DATASET EXCERPTS: Begin

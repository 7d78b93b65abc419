//! Backend connectivity state machine.
//!
//! `Unknown → Connected ⇄ Reconnecting → Disabled`. `Disabled` is terminal:
//! once the reconnect budget is exhausted the cache stays off for the rest of
//! the process. The state is a single atomic value, written only by the cache
//! layer's own error paths and reconnect supervisor; request handlers only
//! read it.

use std::sync::atomic::{AtomicU8, Ordering};

#[derive(Debug, Clone, Copy, PartialEq, Eq)]
pub enum Connectivity {
    Unknown,
    Connected,
    Reconnecting,
    Disabled,
}

impl Connectivity {
    pub fn as_str(&self) -> &'static str {
        match self {
            Connectivity::Unknown => "unknown",
            Connectivity::Connected => "connected",
            Connectivity::Reconnecting => "reconnecting",
            Connectivity::Disabled => "disabled",
        }
    }

    fn from_u8(value: u8) -> Self {
        match value {
            1 => Connectivity::Connected,
            2 => Connectivity::Reconnecting,
            3 => Connectivity::Disabled,
            _ => Connectivity::Unknown,
        }
    }
}

#[derive(Debug, Default)]
pub struct ConnectivityState(AtomicU8);

impl ConnectivityState {
    pub fn new() -> Self {
        Self(AtomicU8::new(Connectivity::Unknown as u8))
    }

    pub fn current(&self) -> Connectivity {
        Connectivity::from_u8(self.0.load(Ordering::Acquire))
    }

    pub fn is_available(&self) -> bool {
        self.current() == Connectivity::Connected
    }

    /// Mark the backend reachable. No-op once disabled.
    pub fn mark_connected(&self) -> bool {
        self.transition(Connectivity::Connected)
    }

    /// Mark the backend unreachable. No-op once disabled.
    pub fn mark_reconnecting(&self) -> bool {
        self.transition(Connectivity::Reconnecting)
    }

    /// Terminal transition after the reconnect budget is exhausted.
    pub fn disable(&self) {
        self.transition(Connectivity::Disabled);
    }

    fn transition(&self, target: Connectivity) -> bool {
        self.0
            .fetch_update(Ordering::AcqRel, Ordering::Acquire, |current| {
                if Connectivity::from_u8(current) == Connectivity::Disabled {
                    None
                } else {
                    Some(target as u8)
                }
            })
            .is_ok()
    }
}
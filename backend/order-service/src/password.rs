/// Password hashing and verification using Argon2id
use argon2::{
    password_hash::{rand_core::OsRng, PasswordHash, PasswordHasher, PasswordVerifier, SaltString},
    Argon2,
};

use crate::error::{AppError, Result};

/// Hash a password with a fresh random salt, returning a PHC-format string.
pub fn hash_password(password: &str) -> Result<String> {
    let salt = SaltString::generate(&mut OsRng);

    Argon2::default()
        .hash_password(password.as_bytes(), &salt)
        .map(|hash| hash.to_string())
        .map_err(|e| AppError::Internal(format!("Password hashing failed: {}", e)))
}

/// Verify a password against a stored PHC-format hash.
pub fn verify_password(password: &str, password_hash: &str) -> Result<bool> {
    let parsed = PasswordHash::new(password_hash)
        .map_err(|e| AppError::Internal(format!("Invalid stored password hash: {}", e)))?;

    Ok(Argon2::default()
        .verify_password(password.as_bytes(), &parsed)
        .is_ok())
}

DATASET EXCERPTS: End

YOUR GOAL:
List all lines above in which the string "stored" appears.

PROBLEM SOLUTION:
/// Verify a password against a stored PHC-format hash.
        .map_err(|e| AppError::Internal(format!("Invalid stored password hash: {}", e)))?;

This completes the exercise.